Also Monday, the Israeli military said its troops came under attack from across the Syrian border and fired back in retaliation.

Yeah, I mentioned that somewhere. Israel always retaliating, yeah.

The military said a mortar round landed on the Israeli side of the frontier and gunfire targeted an Israeli patrol. There were no injuries on the Israeli side. The troops returned fire toward their attackers in Syria.

Gunfire and mortar rounds from Syria have periodically hit inside the Israeli-controlled Golan Heights. Israel thinks most of the gunfire is errant spillover from the Syrian civil war. But in some cases, it has accused forces in Syria of intentionally firing into the Golan.

There is that word again.

Israel has generally kept its distance from the civil war, saying it has no interest getting dragged into a conflict where nearly all factions involved are hostile to Israel.

Translation: my mouthpiece jew$media is covering up Mossad's covert role.

In Syria on Monday, fighting continued for control of Maaloula, an ancient, progovernment Christian village about 40 miles northeast of Damascus.

Whatcha say there?

The government said six nuns were trapped in Maaloula after Al Qaeda-linked rebels seized large swaths of the area. Syrian army tanks were positioned around it as the fighting sent smoke over the scenic village, nestled into hillsides.

There is Al-CIA-Duh again.

--more--"

At least the nuns are safe now.

And look who is "helping out":

"Saudis give Lebanon $3b to buy weapons, bolster army; Sectarian violence threatens stability" by Ryan Lucas |  Associated Press, December 30, 2013

BEIRUT — Saudi Arabia has pledged $3 billion to Lebanon to help strengthen the country’s armed forces and purchase weapons from France, Lebanon’s president said Sunday, calling it the biggest grant ever for the nation’s military.

I was wondering which western defense contractor or country was going to land that deal, and I see the former imperial and colonial roots won out.

Michel Sleiman, who made the surprise announcement in a televised national address, did not provide any further details.

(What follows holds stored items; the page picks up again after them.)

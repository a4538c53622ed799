//! Front-end errors, each carrying the 1-based source position it was
//! raised at.

use std::error::Error as StdError;
use std::fmt;

#[derive(Clone, Debug, Eq, PartialEq)]
pub struct LexerError {
    pub line: usize,
    pub column: usize,
    pub message: String,
}

impl fmt::Display for LexerError {
    fn fmt(&self, f: &mut fmt::Formatter) -> fmt::Result {
        write!(f, "{} at {}:{}", self.message, self.line, self.column)
    }
}

impl StdError for LexerError {}

#[derive(Clone, Debug, Eq, PartialEq)]
pub struct ParseError {
    pub line: usize,
    pub column: usize,
    pub message: String,
}

impl fmt::Display for ParseError {
    fn fmt(&self, f: &mut fmt::Formatter) -> fmt::Result {
        write!(f, "{} at {}:{}", self.message, self.line, self.column)
    }
}

impl StdError for ParseError {}

#[derive(Clone, Debug, Eq, PartialEq)]
pub enum Error {
    Lexer(LexerError),
    Parse(ParseError),
}

impl fmt::Display for Error {
    fn fmt(&self, f: &mut fmt::Formatter) -> fmt::Result {
        match self {
            Error::Lexer(err) => err.fmt(f),
            Error::Parse(err) => err.fmt(f),
        }
    }
}

impl StdError for Error {}

impl From<LexerError> for Error {
    fn from(err: LexerError) -> Error {
        Error::Lexer(err)
    }
}

impl From<ParseError> for Error {
    fn from(err: ParseError) -> Error {
        Error::Parse(err)
    }
}
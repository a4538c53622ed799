//! Operator-precedence expression parsing.
//!
//! Binding, loosest to tightest: `IMP` `EQV` `XOR` `OR` `AND` `NOT`
//! comparisons `+ -` `MOD` `\` `* /` unary `+ -` `^`. `^` is
//! right-associative and binds tighter than unary minus, so `-2^2` is `-4`.

use mbasic::ast::{BinaryOp, Expr};

use crate::error::ParseError;
use crate::stmt::Parser;
use crate::token::{Keyword, TokenKind};

const PREC_NOT: u8 = 6;
const PREC_UNARY: u8 = 12;

fn binary_op(kind: &TokenKind) -> Option<(BinaryOp, u8, bool)> {
    Some(match kind {
        TokenKind::Keyword(Keyword::Imp) => (BinaryOp::Imp, 1, false),
        TokenKind::Keyword(Keyword::Eqv) => (BinaryOp::Eqv, 2, false),
        TokenKind::Keyword(Keyword::Xor) => (BinaryOp::Xor, 3, false),
        TokenKind::Keyword(Keyword::Or) => (BinaryOp::Or, 4, false),
        TokenKind::Keyword(Keyword::And) => (BinaryOp::And, 5, false),
        TokenKind::Eq => (BinaryOp::Eq, 7, false),
        TokenKind::Ne => (BinaryOp::Ne, 7, false),
        TokenKind::Lt => (BinaryOp::Lt, 7, false),
        TokenKind::Gt => (BinaryOp::Gt, 7, false),
        TokenKind::Le => (BinaryOp::Le, 7, false),
        TokenKind::Ge => (BinaryOp::Ge, 7, false),
        TokenKind::Plus => (BinaryOp::Add, 8, false),
        TokenKind::Minus => (BinaryOp::Sub, 8, false),
        TokenKind::Keyword(Keyword::Mod) => (BinaryOp::Mod, 9, false),
        TokenKind::Backslash => (BinaryOp::IntDiv, 10, false),
        TokenKind::Star => (BinaryOp::Mul, 11, false),
        TokenKind::Slash => (BinaryOp::Div, 11, false),
        TokenKind::Caret => (BinaryOp::Pow, 13, true),
        _ => return None,
    })
}

impl<'a> Parser<'a> {
    pub(crate) fn parse_expr(&mut self) -> Result<Expr, ParseError> {
        self.parse_binary(1)
    }

    fn parse_binary(&mut self, min_prec: u8) -> Result<Expr, ParseError> {
        let mut lhs = self.parse_prefix()?;
        while let Some((op, prec, right_assoc)) = binary_op(self.peek()) {
            if prec < min_prec {
                break;
            }
            self.advance();
            let next_min = if right_assoc { prec } else { prec + 1 };
            let rhs = self.parse_binary(next_min)?;
            lhs = Expr::Binary(op, Box::new(lhs), Box::new(rhs));
        }
        Ok(lhs)
    }

    fn parse_prefix(&mut self) -> Result<Expr, ParseError> {
        match self.peek() {
            TokenKind::Minus => {
                self.advance();
                let operand = self.parse_binary(PREC_UNARY)?;
                Ok(Expr::Unary(mbasic::ast::UnaryOp::Neg, Box::new(operand)))
            }
            TokenKind::Plus => {
                self.advance();
                self.parse_prefix()
            }
            TokenKind::Keyword(Keyword::Not) => {
                self.advance();
                let operand = self.parse_binary(PREC_NOT)?;
                Ok(Expr::Unary(mbasic::ast::UnaryOp::Not, Box::new(operand)))
            }
            _ => self.parse_primary(),
        }
    }

    fn parse_primary(&mut self) -> Result<Expr, ParseError> {
        match self.peek().clone() {
            TokenKind::Number(value) => {
                self.advance();
                Ok(Expr::Number(value))
            }
            TokenKind::StringLit(text) => {
                self.advance();
                Ok(Expr::StringLit(text))
            }
            TokenKind::LParen => {
                self.advance();
                let inner = self.parse_expr()?;
                self.expect_rparen()?;
                Ok(inner)
            }
            TokenKind::Ident { name, suffix } => {
                self.advance();
                // An identifier starting `fn` followed by `(` is a user
                // function call.
                if name.starts_with("fn") && name.len() > 2 && self.peek() == &TokenKind::LParen {
                    let args = self.parse_args()?;
                    return Ok(Expr::UserFn(self.resolve_fn(&name, suffix), args));
                }
                if self.peek() == &TokenKind::LParen {
                    let subscripts = self.parse_args()?;
                    return Ok(Expr::Element(self.resolve_var(&name, suffix), subscripts));
                }
                Ok(Expr::Var(self.resolve_var(&name, suffix)))
            }
            TokenKind::Keyword(Keyword::Fn) => {
                self.advance();
                let (name, suffix) = self.expect_ident()?;
                let full = format!("fn{}", name);
                let args = if self.peek() == &TokenKind::LParen {
                    self.parse_args()?
                } else {
                    Vec::new()
                };
                Ok(Expr::UserFn(self.resolve_fn(&full, suffix), args))
            }
            TokenKind::Keyword(keyword) => match keyword.function_name() {
                Some(name) => {
                    self.advance();
                    let args = if self.peek() == &TokenKind::LParen {
                        self.parse_args()?
                    } else {
                        Vec::new()
                    };
                    Ok(Expr::Call(name.to_string(), args))
                }
                None => Err(self.syntax_error("Expected expression")),
            },
            _ => Err(self.syntax_error("Expected expression")),
        }
    }

    /// Parenthesized argument (or subscript) list. A `#` before an argument
    /// is tolerated for the file-number forms like `INPUT$(n, #1)`.
    pub(crate) fn parse_args(&mut self) -> Result<Vec<Expr>, ParseError> {
        self.expect_lparen()?;
        let mut args = Vec::new();
        if self.peek() == &TokenKind::RParen {
            self.advance();
            return Ok(args);
        }
        loop {
            if self.peek() == &TokenKind::Hash {
                self.advance();
            }
            args.push(self.parse_expr()?);
            match self.peek() {
                TokenKind::Comma => {
                    self.advance();
                }
                TokenKind::RParen => {
                    self.advance();
                    return Ok(args);
                }
                _ => return Err(self.syntax_error("Expected , or ) in argument list")),
            }
        }
    }
}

The Lebanese army has struggled to contain a rising tide of violence linked to the civil war in neighboring Syria, a conflict that has inflamed sectarian tensions in Lebanon and threatened the country’s stability.

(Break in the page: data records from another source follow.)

//! The file table entry: an open handle plus, for RANDOM files, the field
//! buffer that `FIELD`/`LSET`/`RSET`/`GET`/`PUT` operate on.

use crate::io::{FileHandle, FileMode};

/// One window of a field buffer, published as a string variable.
#[derive(Clone, Debug, PartialEq)]
pub struct FieldDef {
    /// Scalar-store key of the field variable.
    pub key: String,
    pub offset: usize,
    pub width: usize,
}

pub struct FileEntry {
    pub handle: Box<dyn FileHandle>,
    pub mode: FileMode,
    /// Record length `GET`/`PUT` use; `FIELD` resizes it to the summed
    /// field widths.
    pub record_len: usize,
    /// Record length given to `OPEN`; the ceiling a `FIELD` layout may use.
    pub open_record_len: usize,
    /// Record workspace; allocated by `FIELD`.
    pub buffer: Vec<u8>,
    pub fields: Vec<FieldDef>,
    /// Last record touched by `GET`/`PUT` (1-based; 0 before any access).
    pub current_record: usize,
    /// Column counter for `PRINT #` comma zones on this file.
    pub column: usize,
}

impl FileEntry {
    pub fn new(handle: Box<dyn FileHandle>, mode: FileMode, record_len: usize) -> FileEntry {
        FileEntry {
            handle,
            mode,
            record_len,
            open_record_len: record_len,
            buffer: Vec::new(),
            fields: Vec::new(),
            current_record: 0,
            column: 0,
        }
    }

    /// Installs a `FIELD` layout: a space-filled buffer of the summed
    /// widths, which also becomes the record length from here on.
    pub fn set_fields(&mut self, fields: Vec<FieldDef>) {
        let total: usize = fields.iter().map(|f| f.width).sum();
        self.buffer = vec![b' '; total];
        self.fields = fields;
        self.record_len = total;
    }

    pub fn field(&self, key: &str) -> Option<&FieldDef> {
        self.fields.iter().find(|f| f.key == key)
    }

    pub fn window(&self, field: &FieldDef) -> &[u8] {
        &self.buffer[field.offset..field.offset + field.width]
    }

    /// Writes `data` into a field's window, left- or right-justified and
    /// space-padded to the field width.
    pub fn store_field(&mut self, field: &FieldDef, data: &[u8], right_justify: bool) {
        let window = &mut self.buffer[field.offset..field.offset + field.width];
        for b in window.iter_mut() {
            *b = b' ';
        }
        let take = data.len().min(field.width);
        if right_justify {
            let start = field.width - take;
            window[start..].copy_from_slice(&data[..take]);
        } else {
            window[..take].copy_from_slice(&data[..take]);
        }
    }
}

Well, if nothing el$e some French defen$e firms will get rich (I try to look on the bright $ide of things).

‘‘The Saudi king decided to give a generous, well-appreciated grant to Lebanon amounting to $3 billion for the Lebanese army, which will allow it to buy new and modern weapons,’’ Sleiman said. ‘‘The king pointed out that the weapons will be bought from France quickly, considering the historical relations that tie it to Lebanon and the military cooperation between the two countries.’’

Speaking of generosity, how many people beheaded in the kingdom today?

President Francois Hollande of France was to discuss the matter during his visit Sunday to Saudi Arabia, Sleiman said, adding that he hoped Paris will quickly meet the initiative, and help the Lebanese army with arms, training, and maintenance.

Working out the future plans for Syria, too?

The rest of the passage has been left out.